A retriever is an object that implements a common interface for fetching documents based on a query. Its primary function is to accept a string query and return a list of Document objects. This abstraction is significant because it decouples the logic of your application from the specific data source. A retriever might fetch data from a vector store, a traditional SQL database, or even a web API, but your application code interacts with it in the same way.

The retriever acts as a generic interface between the application's logic and various underlying data sources.

From Vector Store to Retriever

The most common way to instantiate a retriever is directly from an existing vector store object. This process is straightforward, using the as_retriever() method. Let's assume you have an initialized vectorstore from the previous section.

# Assuming 'vectorstore' is an initialized Chroma or FAISS vector store object
retriever = vectorstore.as_retriever()

# The retriever is now ready to be used
query = "What is the architecture of a RAG system?"
relevant_docs = retriever.invoke(query)

# Print the content of the first retrieved document
print(relevant_docs[0].page_content)

Executing vectorstore.as_retriever() creates a VectorStoreRetriever instance. By default, this retriever is configured to perform a similarity search, finding the document vectors that are closest to the query vector in the embedding space.

Customizing Retrieval Behavior

The default similarity search is effective, but there are situations where you may need more control over the retrieval process. The as_retriever() method allows for customization through its arguments, primarily search_type and search_kwargs.

Controlling the Number of Documents

A frequent adjustment is changing the number of documents to retrieve. This is managed with the k parameter inside search_kwargs. The value of k determines how many documents are passed as context to the LLM. A smaller k is faster and uses fewer tokens, but may miss important context. A larger k provides more context but increases cost and can introduce noise.

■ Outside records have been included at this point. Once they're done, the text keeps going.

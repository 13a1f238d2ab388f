// Copyright (C) 2023, Ava Labs, Inc. All rights reserved.
// See the file LICENSE.md for licensing terms.

use typed_builder::TypedBuilder;

/// Trie configuration.
#[derive(Clone, TypedBuilder, Debug, PartialEq, Eq)]
pub struct TrieConfig {
    /// Maximum number of node fetches a walk keeps in flight. Further fetches
    /// wait in a priority queue, deepest path first.
    #[builder(default = 500)]
    pub walk_pool_size: usize,
    /// Worker threads backing the walk. Zero lets rayon pick one per core.
    #[builder(default = 0)]
    pub walk_threads: usize,
}

impl Default for TrieConfig {
    fn default() -> Self {
        Self::builder().build()
    }
}

/// Config for a depth-bounded bucket trie.
#[derive(Clone, TypedBuilder, Debug, PartialEq, Eq)]
pub struct BucketConfig {
    /// Depth at which the trie stops growing nodes and stores entries
    /// directly under their key.
    pub max_height: usize,
    #[builder(default = TrieConfig::builder().build())]
    pub trie: TrieConfig,
}

#[cfg(test)]
mod tests {
    use super::*;

    #[test]
    fn defaults() {
        let config = TrieConfig::default();
        assert_eq!(config.walk_pool_size, 500);
        assert_eq!(config.walk_threads, 0);

        let bucket = BucketConfig::builder().max_height(3).build();
        assert_eq!(bucket.max_height, 3);
        assert_eq!(bucket.trie, config);
    }
}
// Copyright (C) 2023, Ava Labs, Inc. All rights reserved.
// See the file LICENSE.md for licensing terms.

//! A trie that only authenticates its upper levels.
//!
//! Keys whose path would reach `max_height` nodes deep are not merged into
//! the trie at all. Their values land directly in the store under the raw
//! key, in the bucket hanging off the frontier node, and the root hash does
//! not move. Only the structure above the frontier is covered by the root.

use crate::config::BucketConfig;
use crate::merkle::{Merkle, MerkleError, TrieHash};
use crate::storage::{Db, KvStore, StoreOp};
use metrics::counter;

/// Bucket entries share the store with trie nodes, which are keyed by their
/// 32-byte hash. A 32-byte key equal to a node hash therefore reads back that
/// node's encoding past the frontier, and deleting it removes the node.
#[derive(Debug)]
pub struct BucketTrie<S> {
    merkle: Merkle<S>,
    max_height: usize,
}

impl<S: KvStore> BucketTrie<S> {
    pub fn new(db: Db<S>, config: BucketConfig) -> Self {
        Self {
            merkle: Merkle::with_config(db, config.trie),
            max_height: config.max_height,
        }
    }

    pub fn from_root(db: Db<S>, config: BucketConfig, root: &[u8]) -> Result<Self, MerkleError> {
        let trie = Self::new(db, config);
        trie.merkle.set_root(root)?;
        Ok(trie)
    }

    /// Depth at which keys stop being merged into the trie.
    pub fn max_height(&self) -> usize {
        self.max_height
    }

    /// The authenticated part of the trie.
    pub fn merkle(&self) -> &Merkle<S> {
        &self.merkle
    }

    pub fn root_hash(&self) -> TrieHash {
        self.merkle.root_hash()
    }

    pub fn set_root(&self, root: &[u8]) -> Result<(), MerkleError> {
        self.merkle.set_root(root)
    }

    pub fn is_empty(&self) -> bool {
        self.merkle.is_empty()
    }

    /// Looks in the bucket first once the search reaches the frontier, then
    /// falls back to a node that matches the key exactly.
    pub fn get(&self, key: &[u8]) -> Result<Option<Vec<u8>>, MerkleError> {
        let path = self.merkle.find_path(key)?;
        if path.depth >= self.max_height {
            if let Some(value) = self.merkle.db().get(key)? {
                return Ok(Some(value));
            }
        }
        Ok(path.value().map(|data| data.to_vec()))
    }

    /// Stores `value` under `key`. Above the frontier this is an ordinary
    /// trie insert; at or below it the value goes into the bucket and the
    /// root is left as it was. An empty value deletes.
    pub fn put(&self, key: &[u8], value: &[u8]) -> Result<(), MerkleError> {
        if value.is_empty() {
            return self.delete(key);
        }
        let _guard = self.merkle.write_lock();

        // the first key always becomes the root leaf
        if self.merkle.is_empty() {
            return self.merkle.insert(key, value);
        }

        let path = self.merkle.find_path(key)?;
        if let Some(hash) = path.missing {
            return Err(MerkleError::MissingNode(hash));
        }

        if path.depth < self.max_height {
            return self.merkle.update_node(key, value, path);
        }

        counter!("bucket_trie.bucket.spill").increment(1);
        log::debug!("bucketing {} at depth {}", hex::encode(key), path.depth);
        let ops = vec![StoreOp::Put {
            key: key.to_vec(),
            value: value.to_vec(),
        }];
        self.merkle.save_path(key, path.stack, ops)
    }

    /// Drops the bucket entry for `key` when the search reaches the
    /// frontier, and removes any node holding the key from the trie.
    pub fn delete(&self, key: &[u8]) -> Result<(), MerkleError> {
        let _guard = self.merkle.write_lock();
        let path = self.merkle.find_path(key)?;
        if path.depth >= self.max_height {
            self.merkle.db().delete(key)?;
        }
        if path.value().is_some() {
            self.merkle.remove(key)?;
        }
        Ok(())
    }

    /// Bucket entries whose key starts with `prefix`, sorted by key. Trie
    /// nodes sharing the store are left out.
    pub fn bucket_entries(&self, prefix: &[u8]) -> Result<Vec<(Vec<u8>, Vec<u8>)>, MerkleError> {
        let entries = self.merkle.db().prefix_scan(prefix)?;
        Ok(entries
            .into_iter()
            .filter(|(key, value)| TrieHash::of(value)[..] != key[..])
            .collect())
    }
}

crate::api::forward_trie_api!(BucketTrie);

#[cfg(test)]
mod tests {
    use super::*;
    use crate::config::TrieConfig;
    use crate::storage::MemStore;
    use test_case::test_case;

    fn bucket(max_height: usize) -> BucketTrie<MemStore> {
        let config = BucketConfig::builder().max_height(max_height).build();
        BucketTrie::new(Db::new(MemStore::new()), config)
    }

    fn merkle_root(items: &[(&[u8], &[u8])]) -> TrieHash {
        let merkle = Merkle::new(Db::new(MemStore::new()));
        for (k, v) in items {
            merkle.put(k, v).unwrap();
        }
        merkle.root_hash()
    }

    const ITEMS: [(&[u8], &[u8]); 4] = [
        (b"do", b"verb"),
        (b"dog", b"puppy"),
        (b"doge", b"coin"),
        (b"horse", b"stallion"),
    ];

    #[test]
    fn tall_frontier_matches_plain_trie() {
        let trie = bucket(64);
        for (k, v) in ITEMS {
            trie.put(k, v).unwrap();
        }
        assert_eq!(trie.root_hash(), merkle_root(&ITEMS));
        assert!(trie.bucket_entries(b"").unwrap().is_empty());
    }

    #[test]
    fn keys_past_frontier_leave_root_alone() {
        let trie = bucket(1);
        trie.put(b"do", b"verb").unwrap();
        trie.put(b"dog", b"puppy").unwrap();
        let root = trie.root_hash();
        assert_eq!(root, merkle_root(&[(b"do", b"verb"), (b"dog", b"puppy")]));

        // extension, branch, leaf: found two levels below the root
        trie.put(b"doge", b"coin").unwrap();
        assert_eq!(trie.root_hash(), root);
        assert_eq!(trie.get(b"doge").unwrap().as_deref(), Some(&b"coin"[..]));
        assert_eq!(trie.get(b"dog").unwrap().as_deref(), Some(&b"puppy"[..]));
        assert_eq!(
            trie.bucket_entries(b"").unwrap(),
            vec![(b"doge".to_vec(), b"coin".to_vec())]
        );
    }

    #[test]
    fn zero_height_buckets_everything_after_root() {
        let trie = bucket(0);
        trie.put(b"a", b"1").unwrap();
        let root = trie.root_hash();
        trie.put(b"b", b"2").unwrap();
        trie.put(b"c", b"3").unwrap();
        assert_eq!(trie.root_hash(), root);
        assert_eq!(trie.get(b"a").unwrap().as_deref(), Some(&b"1"[..]));
        assert_eq!(trie.get(b"c").unwrap().as_deref(), Some(&b"3"[..]));
        assert_eq!(trie.bucket_entries(b"").unwrap().len(), 2);
    }

    #[test_case(b"doge" ; "bucketed key")]
    #[test_case(b"dog" ; "trie key past the frontier")]
    fn delete_past_frontier(key: &[u8]) {
        let trie = bucket(1);
        trie.put(b"do", b"verb").unwrap();
        trie.put(b"dog", b"puppy").unwrap();
        trie.put(b"doge", b"coin").unwrap();

        trie.delete(key).unwrap();
        assert_eq!(trie.get(key).unwrap(), None);
        assert_eq!(trie.get(b"do").unwrap().as_deref(), Some(&b"verb"[..]));
    }

    #[test]
    fn deleting_trie_key_restores_shape() {
        let trie = bucket(1);
        trie.put(b"do", b"verb").unwrap();
        trie.put(b"dog", b"puppy").unwrap();
        trie.delete(b"dog").unwrap();
        assert_eq!(trie.root_hash(), merkle_root(&[(b"do", b"verb")]));
    }

    #[test]
    fn bucket_entries_by_prefix() {
        let config = BucketConfig::builder()
            .max_height(0)
            .trie(TrieConfig::builder().walk_threads(1).build())
            .build();
        let trie = BucketTrie::new(Db::new(MemStore::new()), config);
        trie.put(b"root", b"r").unwrap();
        trie.put(b"ab1", b"x").unwrap();
        trie.put(b"ab2", b"y").unwrap();
        trie.put(b"b", b"z").unwrap();

        let keys: Vec<_> = trie
            .bucket_entries(b"ab")
            .unwrap()
            .into_iter()
            .map(|(k, _)| k)
            .collect();
        assert_eq!(keys, vec![b"ab1".to_vec(), b"ab2".to_vec()]);
    }
}
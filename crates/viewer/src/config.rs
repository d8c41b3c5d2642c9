//! Viewer configuration. Loaded from viewer.ron at startup.

use globe::RotationController;
use serde::{Deserialize, Serialize};
use std::path::{Path, PathBuf};

/// Viewer settings. Loaded from `viewer.ron` in the current directory;
/// missing file or invalid contents fall back to defaults.
#[derive(Debug, Clone, Serialize, Deserialize)]
pub struct ViewerConfig {
    /// Number of background stars.
    #[serde(default = "default_star_count")]
    pub star_count: usize,
    /// Inner radius of the star shell.
    #[serde(default = "default_star_inner_radius")]
    pub star_inner_radius: f32,
    /// Outer radius of the star shell.
    #[serde(default = "default_star_outer_radius")]
    pub star_outer_radius: f32,
    /// Seed for the starfield; same seed, same sky.
    #[serde(default)]
    pub star_seed: u64,
    /// Globe body rotation per frame in radians.
    #[serde(default = "default_rotation_increment")]
    pub rotation_increment: f32,
    /// Idle delay before auto-rotation resumes, in seconds.
    #[serde(default = "default_cooldown_seconds")]
    pub cooldown_seconds: f64,
    /// Optional globe texture image; falls back to a flat material.
    #[serde(default)]
    pub texture_path: Option<PathBuf>,
    /// How long the demo loop runs, in seconds.
    #[serde(default = "default_simulation_seconds")]
    pub simulation_seconds: f64,
}

fn default_star_count() -> usize {
    200
}
fn default_star_inner_radius() -> f32 {
    5.0
}
fn default_star_outer_radius() -> f32 {
    15.0
}
fn default_rotation_increment() -> f32 {
    RotationController::DEFAULT_INCREMENT
}
fn default_cooldown_seconds() -> f64 {
    RotationController::DEFAULT_COOLDOWN_SECONDS
}
fn default_simulation_seconds() -> f64 {
    8.0
}

impl Default for ViewerConfig {
    fn default() -> Self {
        Self {
            star_count: default_star_count(),
            star_inner_radius: default_star_inner_radius(),
            star_outer_radius: default_star_outer_radius(),
            star_seed: 0,
            rotation_increment: default_rotation_increment(),
            cooldown_seconds: default_cooldown_seconds(),
            texture_path: None,
            simulation_seconds: default_simulation_seconds(),
        }
    }
}

impl ViewerConfig {
    /// Load config from `viewer.ron`. If the file is missing or invalid,
    /// returns the default config.
    pub fn load() -> Self {
        Self::load_from(Path::new("viewer.ron"))
    }

    fn load_from(path: &Path) -> Self {
        if let Ok(data) = std::fs::read_to_string(path) {
            match ron::from_str(&data) {
                Ok(c) => return c,
                Err(e) => log::warn!("Invalid config at {:?}: {}, using defaults", path, e),
            }
        }
        Self::default()
    }
}
//! Pointer input handling for the globe view.
//!
//! Event handlers only record intent here; the animation tick consumes the
//! per-frame flags and drives the rotation state machine. Everything runs
//! on the one render thread, so no locking is involved.

use glam::Vec2;

/// Pointer element state, as delivered by the host windowing layer.
#[derive(Debug, Clone, Copy, PartialEq, Eq)]
pub enum ElementState {
    Pressed,
    Released,
}

/// Frame-coherent pointer state over the visualization region.
#[derive(Debug, Default)]
pub struct PointerState {
    /// Primary button currently held.
    held: bool,
    /// Button went down this frame.
    pressed: bool,
    /// Button went up this frame.
    released: bool,
    /// Pointer left the region this frame.
    left: bool,
    /// Pointer position in region coordinates.
    position: Vec2,
    /// Pointer movement delta this frame.
    delta: Vec2,
}

impl PointerState {
    pub fn new() -> Self {
        Self::default()
    }

    /// Clear per-frame state. Call at the start of each frame.
    pub fn begin_frame(&mut self) {
        self.pressed = false;
        self.released = false;
        self.left = false;
        self.delta = Vec2::ZERO;
    }

    /// Process a primary-button event.
    pub fn process_button(&mut self, state: ElementState) {
        match state {
            ElementState::Pressed => {
                if !self.held {
                    self.pressed = true;
                }
                self.held = true;
            }
            ElementState::Released => {
                if self.held {
                    self.released = true;
                }
                self.held = false;
            }
        }
    }

    /// Process pointer motion to a new position.
    pub fn process_motion(&mut self, position: Vec2) {
        self.delta += position - self.position;
        self.position = position;
    }

    /// Process the pointer leaving the visualization region. A held drag
    /// ends here the same way a release does.
    pub fn process_leave(&mut self) {
        self.left = true;
        if self.held {
            self.released = true;
            self.held = false;
        }
    }

    /// Whether the button is currently held.
    pub fn is_held(&self) -> bool {
        self.held
    }

    /// Whether the button went down this frame.
    pub fn pressed(&self) -> bool {
        self.pressed
    }

    /// Whether the interaction ended this frame (release or leave).
    pub fn interaction_ended(&self) -> bool {
        self.released || self.left
    }

    /// Current pointer position.
    pub fn position(&self) -> Vec2 {
        self.position
    }

    /// Pointer movement accumulated this frame, for the orbit camera.
    pub fn delta(&self) -> Vec2 {
        self.delta
    }
}

#[cfg(test)]
mod tests {
    use super::*;

    #[test]
    fn press_and_release_are_frame_flags() {
        let mut pointer = PointerState::new();
        pointer.process_button(ElementState::Pressed);
        assert!(pointer.pressed());
        assert!(pointer.is_held());

        pointer.begin_frame();
        assert!(!pointer.pressed());
        assert!(pointer.is_held());

        pointer.process_button(ElementState::Released);
        assert!(pointer.interaction_ended());
        assert!(!pointer.is_held());
    }

    #[test]
    fn repeated_press_events_fire_once() {
        let mut pointer = PointerState::new();
        pointer.process_button(ElementState::Pressed);
        pointer.begin_frame();
        pointer.process_button(ElementState::Pressed);
        assert!(!pointer.pressed(), "auto-repeat must not re-press");
    }

    #[test]
    fn leave_ends_a_held_drag() {
        let mut pointer = PointerState::new();
        pointer.process_button(ElementState::Pressed);
        pointer.begin_frame();
        pointer.process_leave();
        assert!(pointer.interaction_ended());
        assert!(!pointer.is_held());
    }

    #[test]
    fn motion_accumulates_delta_within_a_frame() {
        let mut pointer = PointerState::new();
        pointer.process_motion(Vec2::new(10.0, 0.0));
        pointer.process_motion(Vec2::new(15.0, 5.0));
        assert_eq!(pointer.delta(), Vec2::new(15.0, 5.0));
        assert_eq!(pointer.position(), Vec2::new(15.0, 5.0));

        pointer.begin_frame();
        assert_eq!(pointer.delta(), Vec2::ZERO);
    }
}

# Create a retriever that fetches the top 5 most relevant documents
retriever_k5 = vectorstore.as_retriever(
    search_kwargs={"k": 5}
)

relevant_docs_k5 = retriever_k5.invoke(query)
print(f"Retrieved {len(relevant_docs_k5)} documents.")
# Expected output: Retrieved 5 documents.

Improving Diversity with Maximal Marginal Relevance (MMR)

Sometimes, the top k documents are very similar to each other, offering redundant information. To get a more diverse set of results, you can use the Maximal Marginal Relevance (MMR) search type. MMR works by first selecting the document most similar to the query and then iteratively selecting subsequent documents that represent the best combination of similarity to the query and dissimilarity to the documents already selected. This helps provide a broader perspective on the topic.

# Create a retriever that uses MMR to select documents
retriever_mmr = vectorstore.as_retriever(
    search_type="mmr"
)

relevant_docs_mmr = retriever_mmr.invoke(query)

Using mmr can be particularly effective for complex queries where different documents might cover different aspects of the answer.

Filtering by Similarity Score

Another useful technique is to filter results based on a relevance threshold. This ensures that you only retrieve documents that meet a minimum similarity score, which is helpful for filtering out irrelevant results, especially if the user's query is on a topic not well-covered in your knowledge base.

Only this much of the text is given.